A court decision released on Tuesday is allowing enforcement of emergency rules to temporarily restrict the sale of flavored e-cigarette products in Montana that went into effect on Wednesday, December 18, at 1 p.m.
The Montana Department of Public Health & Human Services said in a news release on Wednesday morning that restrictions include the sale of all flavored e-cigarette products, including flavored nicotine, THC, and CBD e-cigarette products, both in-store and online. The rules do not require retailers to destroy their existing inventory. The ban will last for 120 days.
Retailers who sell e-cigarette products are being notified about the rules via letter notification. Information has also been made available on the DPHHS website . The website provides guidance on how the emergency rules will be enforced, including through citizen complaints and inspections of retailers by health officials.
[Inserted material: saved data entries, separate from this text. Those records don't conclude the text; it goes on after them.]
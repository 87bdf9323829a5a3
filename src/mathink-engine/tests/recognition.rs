use std::sync::Arc;

use mathink_engine::stub::{StubBlock, StubEngine, StubResponse};
use mathink_engine::{
    Category, EngineSession, Language, LanguageOptions, Mode, Recognizer, RecognizerConfig, Status,
};

fn engine() -> Arc<StubEngine> {
    Arc::new(StubEngine::new().accept_license("k.key"))
}

#[test]
fn full_lifecycle_releases_every_handle() {
    let engine = engine();
    engine.push_response(StubResponse::lines(vec![vec![
        StubBlock::new([0], ["x", "\\times"]),
        StubBlock::new([1], ["2"]),
    ]]));

    {
        let session = EngineSession::open(engine.clone(), "k.key").unwrap();
        let mut settings = session.create_settings().unwrap();
        settings
            .add_language((Language::MiddleExpansion, LanguageOptions::EX))
            .unwrap();
        settings.set_mode(Mode::MultiChar).unwrap();
        settings.commit(&session).unwrap();

        let mut ink = session.create_ink().unwrap();
        ink.add_stroke([(0, 0), (5, 5)]).unwrap();
        ink.add_stroke([(10, 10), (15, 15)]).unwrap();

        let recognition = session.recognize(&ink, &settings).unwrap();
        let blocks: Vec<_> = recognition.result.blocks().collect();
        assert_eq!(blocks.len(), 2);
        assert_eq!(blocks[0].stroke_indices, vec![0]);
        assert_eq!(blocks[1].stroke_indices, vec![1]);
        assert_eq!(recognition.result.best(), Some("x"));
    }

    assert_eq!(engine.live_handles(), 0);
    assert_eq!(engine.double_releases(), 0);
    assert!(!engine.is_open());
}

#[test]
fn objects_do_not_survive_their_session() {
    let engine = engine();
    let mut session = EngineSession::open(engine.clone(), "k.key").unwrap();
    let mut settings = session.create_settings().unwrap();
    settings.add_language(Language::Chemical).unwrap();
    settings.commit(&session).unwrap();

    let mut ink = session.create_ink().unwrap();
    ink.add_stroke([(1, 1), (2, 2)]).unwrap();

    session.close().unwrap();
    assert_eq!(engine.live_handles(), 0);
    assert_eq!(engine.late_releases(), 0);
    session.create("k.key").unwrap();

    let err = session.recognize(&ink, &settings).unwrap_err();
    assert_eq!(err.status_code(), Some(Status::InvalidInstance));
    assert_eq!(
        settings.commit(&session).unwrap_err().status_code(),
        Some(Status::InvalidInstance)
    );

    let mut settings = session.create_settings().unwrap();
    settings.add_language(Language::Chemical).unwrap();
    settings.commit(&session).unwrap();
    let mut ink = session.create_ink().unwrap();
    ink.add_stroke([(1, 1), (2, 2)]).unwrap();

    let recognition = session.recognize(&ink, &settings).unwrap();
    assert_eq!(recognition.status, Status::NoResult);
    drop(session);
    assert_eq!(engine.live_handles(), 0);
    assert_eq!(engine.late_releases(), 0);
    assert_eq!(engine.double_releases(), 0);
}

#[test]
fn recognizer_reports_stub_dry_run() {
    let config = RecognizerConfig {
        license: "k.key".into(),
        resource_dir: None,
        ..RecognizerConfig::default()
    };
    let recognizer = Recognizer::open(engine(), &config).unwrap();

    let err = recognizer.recognize().unwrap_err();
    assert_eq!(err.status_code().map(Status::category), Some(Category::Caller));

    recognizer.add_point(3, 4).unwrap();
    recognizer.end_stroke().unwrap();
    let recognition = recognizer.recognize().unwrap();
    assert!(recognition.result.is_empty());
    assert_eq!(recognition.status.category(), Category::Empty);
}

#[test]
fn recognition_serializes_to_json() {
    let engine = engine();
    engine.push_response(StubResponse::lines(vec![vec![StubBlock::new([0, 1], ["\\frac{1}{2}"])]]));
    let config = RecognizerConfig {
        license: "k.key".into(),
        resource_dir: None,
        ..RecognizerConfig::default()
    };
    let recognizer = Recognizer::open(engine, &config).unwrap();
    for x in [0, 10] {
        recognizer.add_point(x, 0).unwrap();
        recognizer.end_stroke().unwrap();
    }

    let json = serde_json::to_value(recognizer.recognize().unwrap()).unwrap();
    assert_eq!(json["status"], "Success");
    assert_eq!(json["result"]["lines"][0]["blocks"][0]["candidates"][0], "\\frac{1}{2}");
    assert_eq!(json["result"]["lines"][0]["blocks"][0]["stroke_indices"], serde_json::json!([0, 1]));
}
Here is a timeline of events leading up to ban:
- AUG 30: Vaping advocate blames lung issues on THC-filled, illegal cartridges
- SEP 20: Montana reports 1st case of severe pulmonary disease linked to vaping
- OCT 8: E-cigarettes will be banned temporarily in Montana
- OCT 16: Montana's first death associated with vaping
- OCT 17: MT vape shops sue to block Gov. Bullock’s ban on flavored products
- OCT 18: Judge blocks Bullock’s ban on flavored vaping products
- NOV 8: Vaping illness - Vitamin E acetate and THC may be to blame
- DEC 17: Vape shops prepare for possible ban on flavored products
Here is the latest information from the federal Centers for Disease Control & Prevention (CDC):
Laboratory Findings Reported November 8, 2019:
About the Outbreak:
(From Mike Dennison/MTN News in Helena) A state district judge late Tuesday declined to block the Bullock administration’s emergency ban on flavored e-cigarette or vaping products, clearing the way for the ban to take effect Wednesday in Montana. The state’s top health official said it is informing vaping-product sellers by letter, but that the ban is effective as of 1 p.m. Wednesday.
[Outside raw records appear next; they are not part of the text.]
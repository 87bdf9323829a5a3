//! Wire-level vocabulary shared with the engine

use serde::{Deserialize, Serialize};
use std::fmt;
use std::str::FromStr;

/// A pen sample in device coordinates
#[derive(Debug, Clone, Copy, Default, PartialEq, Eq, Hash, Serialize, Deserialize)]
pub struct Point {
    pub x: i32,
    pub y: i32,
}

impl Point {
    pub fn new(x: i32, y: i32) -> Self {
        Self { x, y }
    }
}

impl From<(i32, i32)> for Point {
    fn from((x, y): (i32, i32)) -> Self {
        Self { x, y }
    }
}

/// One closed pen-down to pen-up path
#[derive(Debug, Clone, Default, PartialEq, Eq, Serialize, Deserialize)]
pub struct Stroke {
    pub points: Vec<Point>,
}

/// Recognition mode
#[derive(Debug, Clone, Copy, Default, PartialEq, Eq, Hash, Serialize, Deserialize)]
#[serde(rename_all = "kebab-case")]
pub enum Mode {
    SingleChar,
    #[default]
    MultiChar,
    OverlapChar,
    MultiLine,
}

impl Mode {
    pub fn code(self) -> i32 {
        match self {
            Mode::SingleChar => 0,
            Mode::MultiChar => 1,
            Mode::OverlapChar => 2,
            Mode::MultiLine => 3,
        }
    }

    pub fn from_code(code: i32) -> Option<Self> {
        match code {
            0 => Some(Mode::SingleChar),
            1 => Some(Mode::MultiChar),
            2 => Some(Mode::OverlapChar),
            3 => Some(Mode::MultiLine),
            _ => None,
        }
    }

    pub fn as_str(self) -> &'static str {
        match self {
            Mode::SingleChar => "single-char",
            Mode::MultiChar => "multi-char",
            Mode::OverlapChar => "overlap-char",
            Mode::MultiLine => "multi-line",
        }
    }
}

impl fmt::Display for Mode {
    fn fmt(&self, f: &mut fmt::Formatter<'_>) -> fmt::Result {
        f.write_str(self.as_str())
    }
}

impl FromStr for Mode {
    type Err = String;

    fn from_str(s: &str) -> Result<Self, Self::Err> {
        [Mode::SingleChar, Mode::MultiChar, Mode::OverlapChar, Mode::MultiLine]
            .into_iter()
            .find(|mode| mode.as_str() == s)
            .ok_or_else(|| format!("unknown recognition mode '{}'", s))
    }
}

/// Recognition language (model family)
#[derive(Debug, Clone, Copy, Default, PartialEq, Eq, Hash, Serialize, Deserialize)]
#[serde(rename_all = "kebab-case")]
pub enum Language {
    Elementary,
    Middle,
    #[default]
    MiddleExpansion,
    Chemical,
}

impl Language {
    pub fn code(self) -> i32 {
        match self {
            Language::Elementary => 201,
            Language::Middle => 202,
            Language::MiddleExpansion => 203,
            Language::Chemical => 204,
        }
    }

    pub fn from_code(code: i32) -> Option<Self> {
        match code {
            201 => Some(Language::Elementary),
            202 => Some(Language::Middle),
            203 => Some(Language::MiddleExpansion),
            204 => Some(Language::Chemical),
            _ => None,
        }
    }

    /// The option set usually paired with this language
    pub fn default_options(self) -> LanguageOptions {
        match self {
            Language::Elementary => LanguageOptions::ET,
            Language::Middle => LanguageOptions::MD,
            Language::MiddleExpansion => LanguageOptions::EX,
            Language::Chemical => LanguageOptions::CF,
        }
    }

    pub fn as_str(self) -> &'static str {
        match self {
            Language::Elementary => "elementary",
            Language::Middle => "middle",
            Language::MiddleExpansion => "middle-expansion",
            Language::Chemical => "chemical",
        }
    }
}

impl fmt::Display for Language {
    fn fmt(&self, f: &mut fmt::Formatter<'_>) -> fmt::Result {
        f.write_str(self.as_str())
    }
}

impl FromStr for Language {
    type Err = String;

    fn from_str(s: &str) -> Result<Self, Self::Err> {
        [
            Language::Elementary,
            Language::Middle,
            Language::MiddleExpansion,
            Language::Chemical,
        ]
        .into_iter()
        .find(|lang| lang.as_str() == s)
        .ok_or_else(|| format!("unknown language '{}'", s))
    }
}

bitflags::bitflags! {
    /// Character-type options for a language. Each flag enables one symbol
    /// table independently; any combination is valid and the empty set
    /// means "no extra type".
    #[derive(Debug, Clone, Copy, Default, PartialEq, Eq, Hash, Serialize, Deserialize)]
    #[serde(transparent)]
    pub struct LanguageOptions: u32 {
        const ET = 1 << 22;
        const MD = 1 << 23;
        const EX = 1 << 24;
        const CF = 1 << 25;
    }
}

impl FromStr for LanguageOptions {
    type Err = String;

    /// Parses `"EX"`, `"EX | CF"`, or `""` for none.
    fn from_str(s: &str) -> Result<Self, Self::Err> {
        bitflags::parser::from_str(s).map_err(|e| format!("invalid language options '{}': {}", s, e))
    }
}

/// One entry of the ordered language list
#[derive(Debug, Clone, Copy, PartialEq, Eq, Serialize, Deserialize)]
pub struct LanguageSpec {
    pub language: Language,
    #[serde(default)]
    pub options: LanguageOptions,
}

impl LanguageSpec {
    pub fn new(language: Language, options: LanguageOptions) -> Self {
        Self { language, options }
    }
}

impl From<(Language, LanguageOptions)> for LanguageSpec {
    fn from((language, options): (Language, LanguageOptions)) -> Self {
        Self::new(language, options)
    }
}

impl From<Language> for LanguageSpec {
    fn from(language: Language) -> Self {
        Self::new(language, language.default_options())
    }
}

/// Engine tunables reachable through set/get param
#[derive(Debug, Clone, Copy, PartialEq, Eq, Hash)]
pub enum ParamKind {
    LogLevel,
    LogCallback,
    WriteInk,
    LanguageModel,
}

impl ParamKind {
    pub fn code(self) -> i32 {
        match self {
            ParamKind::LogLevel => 0,
            ParamKind::LogCallback => 1,
            ParamKind::WriteInk => 2,
            ParamKind::LanguageModel => 3,
        }
    }
}

/// Engine-side log verbosity
#[derive(Debug, Clone, Copy, Default, PartialEq, Eq, PartialOrd, Ord, Hash, Serialize, Deserialize)]
#[serde(rename_all = "kebab-case")]
pub enum LogLevel {
    #[default]
    None = 0,
    Error = 1,
    Warn = 2,
    Info = 3,
    Debug = 4,
}

impl LogLevel {
    pub fn from_byte(level: u8) -> Option<Self> {
        match level {
            0 => Some(LogLevel::None),
            1 => Some(LogLevel::Error),
            2 => Some(LogLevel::Warn),
            3 => Some(LogLevel::Info),
            4 => Some(LogLevel::Debug),
            _ => None,
        }
    }
}

#[cfg(test)]
mod tests {
    use super::*;

    #[test]
    fn test_wire_constants() {
        assert_eq!(Mode::OverlapChar.code(), 2);
        assert_eq!(Language::MiddleExpansion.code(), 203);
        assert_eq!(Language::from_code(204), Some(Language::Chemical));
        assert_eq!(LanguageOptions::ET.bits(), 0x0040_0000);
        assert_eq!(LanguageOptions::CF.bits(), 0x0200_0000);
        assert_eq!(ParamKind::LanguageModel.code(), 3);
    }

    #[test]
    fn test_options_combine_independently() {
        let opts = LanguageOptions::EX | LanguageOptions::CF;
        assert!(opts.contains(LanguageOptions::EX));
        assert!(!opts.contains(LanguageOptions::ET));
        assert_eq!(opts.bits(), (1 << 24) | (1 << 25));
        assert_eq!("EX | CF".parse::<LanguageOptions>().unwrap(), opts);
        assert_eq!("".parse::<LanguageOptions>().unwrap(), LanguageOptions::empty());
    }

    #[test]
    fn test_names_parse() {
        assert_eq!("multi-line".parse::<Mode>().unwrap(), Mode::MultiLine);
        assert_eq!("chemical".parse::<Language>().unwrap(), Language::Chemical);
        assert!("klingon".parse::<Language>().is_err());
    }
}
“This has always been about protecting our most vulnerable, and we are pleased that the court chose to stand with Montanans and their health, by allowing the emergency rules to go forward,” said Sheila Hogan, director of the Department of Public Health and Human Services. State health officials said the ban is needed to help stave off an epidemic of vaping by youth – even though it’s illegal to sell vaping products to those under 18.
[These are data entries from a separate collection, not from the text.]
//! Recognition call and result-tree decoding

use serde::{Deserialize, Serialize};
use tracing::{debug, warn};

use crate::engine::{Engine, RawHandle};
use crate::error::{check, Error, Result, Status};
use crate::ink::Ink;
use crate::session::EngineSession;
use crate::settings::Settings;

/// A recognized unit (word, symbol, expression) with ranked readings
#[derive(Debug, Clone, Default, PartialEq, Eq, Serialize, Deserialize)]
pub struct Block {
    /// Indices of the strokes that produced this block
    pub stroke_indices: Vec<u32>,
    /// Candidate readings, best first
    pub candidates: Vec<String>,
}

impl Block {
    /// The engine's top pick
    pub fn top(&self) -> Option<&str> {
        self.candidates.first().map(String::as_str)
    }
}

/// One recognized text line
#[derive(Debug, Clone, Default, PartialEq, Eq, Serialize, Deserialize)]
pub struct Line {
    pub blocks: Vec<Block>,
}

/// Decoded recognition output; never contains empty lines or blocks
#[derive(Debug, Clone, Default, PartialEq, Eq, Serialize, Deserialize)]
pub struct RecognitionResult {
    pub lines: Vec<Line>,
}

impl RecognitionResult {
    pub fn is_empty(&self) -> bool {
        self.lines.is_empty()
    }

    pub fn blocks(&self) -> impl Iterator<Item = &Block> {
        self.lines.iter().flat_map(|line| line.blocks.iter())
    }

    /// Top candidate of the first block, the reading a renderer shows
    pub fn best(&self) -> Option<&str> {
        self.blocks().next().and_then(Block::top)
    }
}

/// Result of a recognition call together with the engine's status
/// (`Success` or `NoResult`)
#[derive(Debug, Clone, PartialEq, Eq, Serialize, Deserialize)]
pub struct Recognition {
    pub status: Status,
    pub result: RecognitionResult,
}

/// Result tree owned for the duration of one recognition
struct ResultTree<'e> {
    engine: &'e dyn Engine,
    handle: RawHandle,
}

impl<'e> ResultTree<'e> {
    fn create(engine: &'e dyn Engine) -> Result<Self> {
        let handle = engine
            .create_result()
            .ok_or_else(|| Error::status("CreateResultObject", Status::OutOfMemory))?;
        Ok(Self { engine, handle })
    }
}

impl Drop for ResultTree<'_> {
    fn drop(&mut self) {
        debug!("destroying result {:#x}", self.handle.get());
        self.engine.destroy_result(self.handle);
    }
}

pub(crate) fn recognize(session: &EngineSession, ink: &Ink, settings: &Settings) -> Result<Recognition> {
    session.require_ready("Recognize")?;
    if !settings.is_committed_to(session) {
        return Err(Error::status("Recognize", Status::InvalidInstance));
    }
    if !ink.belongs_to(session) {
        return Err(Error::status("Recognize", Status::InvalidInstance));
    }
    ink.require_live("Recognize")?;
    if ink.stroke_count() == 0 {
        return Err(Error::status("Recognize", Status::EmptyInk));
    }
    if ink.has_open_stroke() {
        warn!("recognizing with an unterminated stroke");
    }

    let engine = session.engine().as_ref();
    let tree = ResultTree::create(engine)?;

    debug!("recognizing {} strokes", ink.stroke_count());
    let code = engine.recognize(ink.handle(), tree.handle);

    // The tree is decoded whatever the status; a failed call may still have
    // left lines behind.
    let strokes = ink.stroke_count() + usize::from(ink.has_open_stroke());
    let decoded = decode(engine, tree.handle, settings.candidate_limit(), strokes);

    match Status::from_code(code) {
        Some(status) if status.is_ok() => {
            let result = decoded?;
            debug!("recognition {:?}: {} lines", status, result.lines.len());
            Ok(Recognition { status, result })
        }
        status => {
            let partial = decoded.unwrap_or_else(|e| {
                debug!("no partial result after status {}: {}", code, e);
                RecognitionResult::default()
            });
            match status {
                Some(status) => {
                    debug!("recognition {:?}: {} partial lines", status, partial.lines.len());
                    Err(Error::Recognition { status, partial })
                }
                None => {
                    if !partial.is_empty() {
                        warn!("discarding {} lines returned with unknown status {}", partial.lines.len(), code);
                    }
                    Err(Error::from_code("Recognize", code))
                }
            }
        }
    }
}

/// Walk the result tree; `strokes` bounds the stroke indices of a block
fn decode(engine: &dyn Engine, tree: RawHandle, limit: usize, strokes: usize) -> Result<RecognitionResult> {
    let line_count = check("GetLineSize", engine.line_count(tree))?;
    let mut lines = Vec::new();

    for i in 0..line_count {
        let line = check("GetLine", engine.line(tree, i))?;
        let block_count = check("GetBlockSize", engine.block_count(line))?;
        let mut blocks = Vec::new();

        for j in 0..block_count {
            let block = check("GetBlock", engine.block(line, j))?;
            let block = decode_block(engine, block, limit, strokes, (i, j))?;
            if !block.candidates.is_empty() {
                blocks.push(block);
            }
        }

        if !blocks.is_empty() {
            lines.push(Line { blocks });
        }
    }

    Ok(RecognitionResult { lines })
}

fn decode_block(
    engine: &dyn Engine,
    block: RawHandle,
    limit: usize,
    strokes: usize,
    at: (usize, usize),
) -> Result<Block> {
    let stroke_count = check("GetStrokeSize", engine.stroke_count(block))?;
    if stroke_count > strokes {
        warn!("[{},{}] claims {} strokes, ink has {}", at.0, at.1, stroke_count, strokes);
        return Err(Error::status("GetStrokeSize", Status::OutOfRange));
    }
    let mut raw = vec![0i32; stroke_count];
    let written = check("GetStrokeIndices", engine.stroke_indices(block, &mut raw))?;
    raw.truncate(written);

    let stroke_indices = raw
        .into_iter()
        .map(|index| {
            u32::try_from(index)
                .ok()
                .filter(|&i| (i as usize) < strokes)
                .ok_or_else(|| Error::status("GetStrokeIndices", Status::OutOfRange))
        })
        .collect::<Result<Vec<_>>>()?;
    debug!("[{},{}] strokes {:?}", at.0, at.1, stroke_indices);

    let available = check("GetCandidateSize", engine.candidate_count(block))?;
    let wanted = if limit == 0 { available } else { available.min(limit) };
    let mut candidates = Vec::new();

    for k in 0..wanted {
        let units = check("GetCandidate", engine.candidate(block, k))?;
        let text = string_from_utf16(&units);
        debug!("[{},{},{}]: \"{}\" ({})", at.0, at.1, k, text, hex_units(&units));
        candidates.push(text);
    }

    Ok(Block {
        stroke_indices,
        candidates,
    })
}

/// Convert engine text, stopping at a terminating NUL
pub(crate) fn string_from_utf16(units: &[u16]) -> String {
    let end = units.iter().position(|&u| u == 0).unwrap_or(units.len());
    let units = &units[..end];
    String::from_utf16(units).unwrap_or_else(|_| {
        warn!("engine returned malformed UTF-16: {}", hex_units(units));
        String::from_utf16_lossy(units)
    })
}

fn hex_units(units: &[u16]) -> String {
    units
        .iter()
        .map(|u| format!("{:#x}", u))
        .collect::<Vec<_>>()
        .join(" ")
}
Vape-shop owners sued the state in October, challenging the ban as “arbitrary and capricious,” and asked District Judge Jennifer Lint of Hamilton to block its enforcement while she decided the overall lawsuit.
Late Tuesday, Lint rejected that request – and strongly indicated that she believes the rule can withstand legal scrutiny. Lint said the state had presented a strong case that flavored vaping products have led to an explosion in use by teen-agers – and therefore, a health emergency exists. She also said that vape-shop owners did not show that they will suffer “irreparable harm” from a loss of business, because they have other legal remedies to recover lost costs.
“The health and lives of people who vape, especially minors, are currently threatened by the (vaping-related lung injury) outbreaks and youth’s development is threatened by the easy on-ramp to nicotine addiction provided by flavored vaping liquids,” she wrote. “Preventing further harm to the public health is more important than preventing economic harm to vapor-product businesses.”
Ron Marshall of Hamilton, the owner of one of three vaping businesses that filed the lawsuit, told MTN News Wednesday that his shops are still open and he’s complying with the ban. Yet he said it’s likely that some shops will shut down, because of their reliance on the sale of flavored products. “Small businesses took a big shot today,” he said. “And the black market is wide-open now. It’s just sad.”
In the judge’s order, she noted that vape-shop owners testified that flavored products make up about 65 percent of their business.
The Bullock administration issued its emergency ban Oct. 8 and said it would start enforcing the ban two weeks later. Vape-shop owners and their professional association filed suit Oct. 17 to block and void the ban. Lint placed a temporary hold on the ban while she decided whether to block it while the case proceeded.
Last Friday, the Bullock administration forced the issue by announcing it would start enforcing the ban this Wednesday, because the judge’s initial temporary hold had expired. The vape-shop owners responded by asking for an extension of the temporary hold, but then Lint issued her order late Tuesday. State health officials have identified seven cases of vaping-related lung injury in Montana and said Wednesday they are continuing to investigate “multiple potential new” cases.